National Marriage Week: Hollywood Marriages
In Old Hollywood, the films often ended with marriage and sometimes this is repeated in real life. One of the longest Hollywood marriages is the 50 year marriage of Paul Newman and Joanne Woodward. In 1953, when Paul set eyes on Joanne, Newman said he fell in love. As for Woodward, she just didn’t think much of him! When Paul was asked why he remained faithful to his wife when he could have any woman, he stated, “Why go out for hamburger when I have steak at home?” Joanne, when asked about their successful relationship said “Sexiness wears thin after a while and beauty fades, but to be married to a man who makes you laugh every day?”
These two statements should be reflected on within the current hiatus of transfers from defined benefit schemes, that offer guarantees and certainty to the defined contribution pension pots. The freedoms and opportunities now available with your defined contribution pension pot may appear attractive and sexy, especially when you have been offered an eye watering transfer value and markets are going up, but in the long term it could wear thin when you realise that you’re responsible for ensuring that you have enough money to provide you with an income for the rest of your life.
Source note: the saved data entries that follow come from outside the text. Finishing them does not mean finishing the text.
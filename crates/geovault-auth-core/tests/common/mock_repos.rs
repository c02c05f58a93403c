//! Mock repositories for testing
//!
//! One in-memory store backs all four repository traits so that the
//! uniqueness and cascade rules of the real schema can be emulated.

use async_trait::async_trait;
use chrono::Utc;
use dashmap::mapref::entry::Entry;
use dashmap::DashMap;
use geovault_db::{
    AnalysisRunRepository, AnalysisRunRow, ConstraintKind, ConstraintViolation, CreateAnalysisRun,
    CreateDataset, CreatePlace, CreateUser, DatasetRepository, DatasetRow, DbError, DbResult,
    PlaceRepository, PlaceRow, PlaceUpdate, UserRepository, UserRow,
};
use geovault_types::{AnalysisRunId, DatasetId, PlaceId, UserId};
use sqlx::types::Json;
use std::sync::atomic::{AtomicI32, Ordering};
use std::sync::Arc;

/// In-memory store for testing
#[derive(Default, Clone)]
pub struct MockStore {
    next_id: Arc<AtomicI32>,
    users: Arc<DashMap<i32, UserRow>>,
    by_email: Arc<DashMap<String, i32>>,
    datasets: Arc<DashMap<i32, DatasetRow>>,
    runs: Arc<DashMap<i32, AnalysisRunRow>>,
    places: Arc<DashMap<String, PlaceRow>>,
}

#[allow(dead_code)]
impl MockStore {
    pub fn new() -> Self {
        Self::default()
    }

    /// Insert a user row directly, bypassing hashing
    pub fn insert_user(&self, email: &str, password_hash: &str) -> UserRow {
        let row = UserRow {
            id: self.next_id(),
            email: email.to_string(),
            password_hash: password_hash.to_string(),
            created_at: Utc::now(),
        };
        self.by_email.insert(row.email.clone(), row.id);
        self.users.insert(row.id, row.clone());
        row
    }

    pub fn stored_hash(&self, id: UserId) -> Option<String> {
        self.users.get(&id.0).map(|u| u.password_hash.clone())
    }

    pub fn user_count(&self) -> usize {
        self.users.len()
    }

    /// Number of datasets, runs and places owned by the user
    pub fn owned_count(&self, id: UserId) -> usize {
        self.datasets.iter().filter(|d| d.user_id == id.0).count()
            + self.runs.iter().filter(|r| r.user_id == id.0).count()
            + self.places.iter().filter(|p| p.user_id == id.0).count()
    }

    fn next_id(&self) -> i32 {
        self.next_id.fetch_add(1, Ordering::SeqCst) + 1
    }

    fn user_exists(&self, id: i32) -> bool {
        self.users.contains_key(&id)
    }

    fn dangling_user(id: UserId) -> DbError {
        DbError::Constraint(ConstraintViolation {
            kind: ConstraintKind::ForeignKey,
            constraint: None,
            message: format!("user {id} does not exist"),
        })
    }
}

#[async_trait]
impl UserRepository for MockStore {
    async fn find_by_id(&self, id: UserId) -> DbResult<Option<UserRow>> {
        Ok(self.users.get(&id.0).map(|r| r.value().clone()))
    }

    async fn find_by_email(&self, email: &str) -> DbResult<Option<UserRow>> {
        Ok(self
            .by_email
            .get(email)
            .and_then(|id| self.users.get(id.value()).map(|r| r.value().clone())))
    }

    async fn create(&self, user: CreateUser) -> DbResult<UserRow> {
        match self.by_email.entry(user.email.clone()) {
            Entry::Occupied(_) => Err(DbError::Constraint(ConstraintViolation {
                kind: ConstraintKind::Unique,
                constraint: Some("ix_users_email".to_string()),
                message: format!("duplicate email {}", user.email),
            })),
            Entry::Vacant(slot) => {
                let row = UserRow {
                    id: self.next_id(),
                    email: user.email,
                    password_hash: user.password_hash,
                    created_at: Utc::now(),
                };
                slot.insert(row.id);
                self.users.insert(row.id, row.clone());
                Ok(row)
            }
        }
    }

    async fn update_password_hash(&self, id: UserId, password_hash: &str) -> DbResult<()> {
        let mut user = self.users.get_mut(&id.0).ok_or(DbError::NotFound)?;
        user.password_hash = password_hash.to_string();
        Ok(())
    }

    async fn delete(&self, id: UserId) -> DbResult<bool> {
        let Some((_, user)) = self.users.remove(&id.0) else {
            return Ok(false);
        };
        self.by_email.remove(&user.email);
        self.datasets.retain(|_, d| d.user_id != id.0);
        self.runs.retain(|_, r| r.user_id != id.0);
        self.places.retain(|_, p| p.user_id != id.0);
        Ok(true)
    }
}

#[async_trait]
impl DatasetRepository for MockStore {
    async fn create(&self, dataset: CreateDataset) -> DbResult<DatasetRow> {
        if !self.user_exists(dataset.user_id.0) {
            return Err(Self::dangling_user(dataset.user_id));
        }
        let row = DatasetRow {
            id: self.next_id(),
            user_id: dataset.user_id.0,
            filename: dataset.filename,
            file_type: dataset.file_type,
            storage_path: dataset.storage_path,
            n_points: dataset.n_points,
            bbox_json: serde_json::to_string(&dataset.bbox)?,
            created_at: Utc::now(),
        };
        self.datasets.insert(row.id, row.clone());
        Ok(row)
    }

    async fn find_for_user(&self, user_id: UserId, id: DatasetId) -> DbResult<Option<DatasetRow>> {
        Ok(self
            .datasets
            .get(&id.0)
            .filter(|d| d.user_id == user_id.0)
            .map(|d| d.value().clone()))
    }

    async fn list_for_user(&self, user_id: UserId) -> DbResult<Vec<DatasetRow>> {
        let mut rows: Vec<DatasetRow> = self
            .datasets
            .iter()
            .filter(|d| d.user_id == user_id.0)
            .map(|d| d.value().clone())
            .collect();
        rows.sort_by(|a, b| b.id.cmp(&a.id));
        Ok(rows)
    }

    async fn delete_for_user(&self, user_id: UserId, id: DatasetId) -> DbResult<bool> {
        let removed = self
            .datasets
            .remove_if(&id.0, |_, d| d.user_id == user_id.0)
            .is_some();
        if removed {
            self.runs.retain(|_, r| r.dataset_id != id.0);
        }
        Ok(removed)
    }
}

#[async_trait]
impl AnalysisRunRepository for MockStore {
    async fn create(&self, run: CreateAnalysisRun) -> DbResult<AnalysisRunRow> {
        let dataset = self
            .datasets
            .get(&run.dataset_id.0)
            .filter(|d| d.user_id == run.user_id.0)
            .map(|d| d.value().clone())
            .ok_or(DbError::NotFound)?;
        let row = AnalysisRunRow {
            id: self.next_id(),
            dataset_id: dataset.id,
            user_id: dataset.user_id,
            params_json: serde_json::to_string(&run.params)?,
            result_json: serde_json::to_string(&run.result)?,
            created_at: Utc::now(),
        };
        self.runs.insert(row.id, row.clone());
        Ok(row)
    }

    async fn find_for_user(
        &self,
        user_id: UserId,
        id: AnalysisRunId,
    ) -> DbResult<Option<AnalysisRunRow>> {
        Ok(self
            .runs
            .get(&id.0)
            .filter(|r| r.user_id == user_id.0)
            .map(|r| r.value().clone()))
    }

    async fn list_for_dataset(
        &self,
        user_id: UserId,
        dataset_id: DatasetId,
    ) -> DbResult<Vec<AnalysisRunRow>> {
        let mut rows: Vec<AnalysisRunRow> = self
            .runs
            .iter()
            .filter(|r| r.user_id == user_id.0 && r.dataset_id == dataset_id.0)
            .map(|r| r.value().clone())
            .collect();
        rows.sort_by(|a, b| b.id.cmp(&a.id));
        Ok(rows)
    }

    async fn delete_for_user(&self, user_id: UserId, id: AnalysisRunId) -> DbResult<bool> {
        Ok(self
            .runs
            .remove_if(&id.0, |_, r| r.user_id == user_id.0)
            .is_some())
    }
}

#[async_trait]
impl PlaceRepository for MockStore {
    async fn create(&self, place: CreatePlace) -> DbResult<PlaceRow> {
        place.validate()?;
        if !self.user_exists(place.user_id.0) {
            return Err(Self::dangling_user(place.user_id));
        }
        match self.places.entry(place.id.as_str().to_string()) {
            Entry::Occupied(_) => Err(DbError::Constraint(ConstraintViolation {
                kind: ConstraintKind::Unique,
                constraint: Some("places_pkey".to_string()),
                message: format!("duplicate place id {}", place.id),
            })),
            Entry::Vacant(slot) => {
                let row = PlaceRow {
                    id: place.id.as_str().to_string(),
                    user_id: place.user_id.0,
                    name: place.name,
                    category: place.category,
                    lat: place.lat,
                    lon: place.lon,
                    notes: place.notes,
                    tags: place.tags.map(Json),
                    created_at: Utc::now(),
                };
                slot.insert(row.clone());
                Ok(row)
            }
        }
    }

    async fn find_for_user(&self, user_id: UserId, id: &PlaceId) -> DbResult<Option<PlaceRow>> {
        Ok(self
            .places
            .get(id.as_str())
            .filter(|p| p.user_id == user_id.0)
            .map(|p| p.value().clone()))
    }

    async fn list_for_user(&self, user_id: UserId) -> DbResult<Vec<PlaceRow>> {
        let mut rows: Vec<PlaceRow> = self
            .places
            .iter()
            .filter(|p| p.user_id == user_id.0)
            .map(|p| p.value().clone())
            .collect();
        rows.sort_by(|a, b| b.created_at.cmp(&a.created_at));
        Ok(rows)
    }

    async fn update_for_user(
        &self,
        user_id: UserId,
        id: &PlaceId,
        update: PlaceUpdate,
    ) -> DbResult<Option<PlaceRow>> {
        let Some(mut place) = self
            .places
            .get_mut(id.as_str())
            .filter(|p| p.user_id == user_id.0)
        else {
            return Ok(None);
        };
        if let Some(name) = update.name {
            place.name = Some(name);
        }
        if let Some(category) = update.category {
            place.category = Some(category);
        }
        if let Some(notes) = update.notes {
            place.notes = Some(notes);
        }
        if let Some(tags) = update.tags {
            place.tags = Some(Json(tags));
        }
        Ok(Some(place.clone()))
    }

    async fn delete_for_user(&self, user_id: UserId, id: &PlaceId) -> DbResult<bool> {
        Ok(self
            .places
            .remove_if(id.as_str(), |_, p| p.user_id == user_id.0)
            .is_some())
    }
}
Before transferring, think long and hard about these questions:
- What other income will I definitely have coming in, in retirement? – State pension is certain but buy-to let rental income is not.
- How much do I understand about investments? – If the market goes down, drawing an income out of your pension fund can have a very detrimental impact on the size of your pot.
- Will you be able to ride out the peaks and troughs of the investment market – People often react to stock market falls by cashing in their investments at the worst possible time so that their pension pot never recovers.
- Do you know all the charges that you will be paying on transfer, while invested and on exiting? – Your defined contribution pension pot will have administration charges, investment costs, transaction costs and possibly advice costs which all need to be factored into how much the money needs to grow in order to provide the same income as a defined benefit scheme.
- What will happen when I die? – On your death, your partner will have to make decisions about the pension.
The reason why transfer values from defined benefit schemes have increased is because a good retirement can be expensive. Like a good marriage, you should always make sure that your pension/partner will stand the test of time.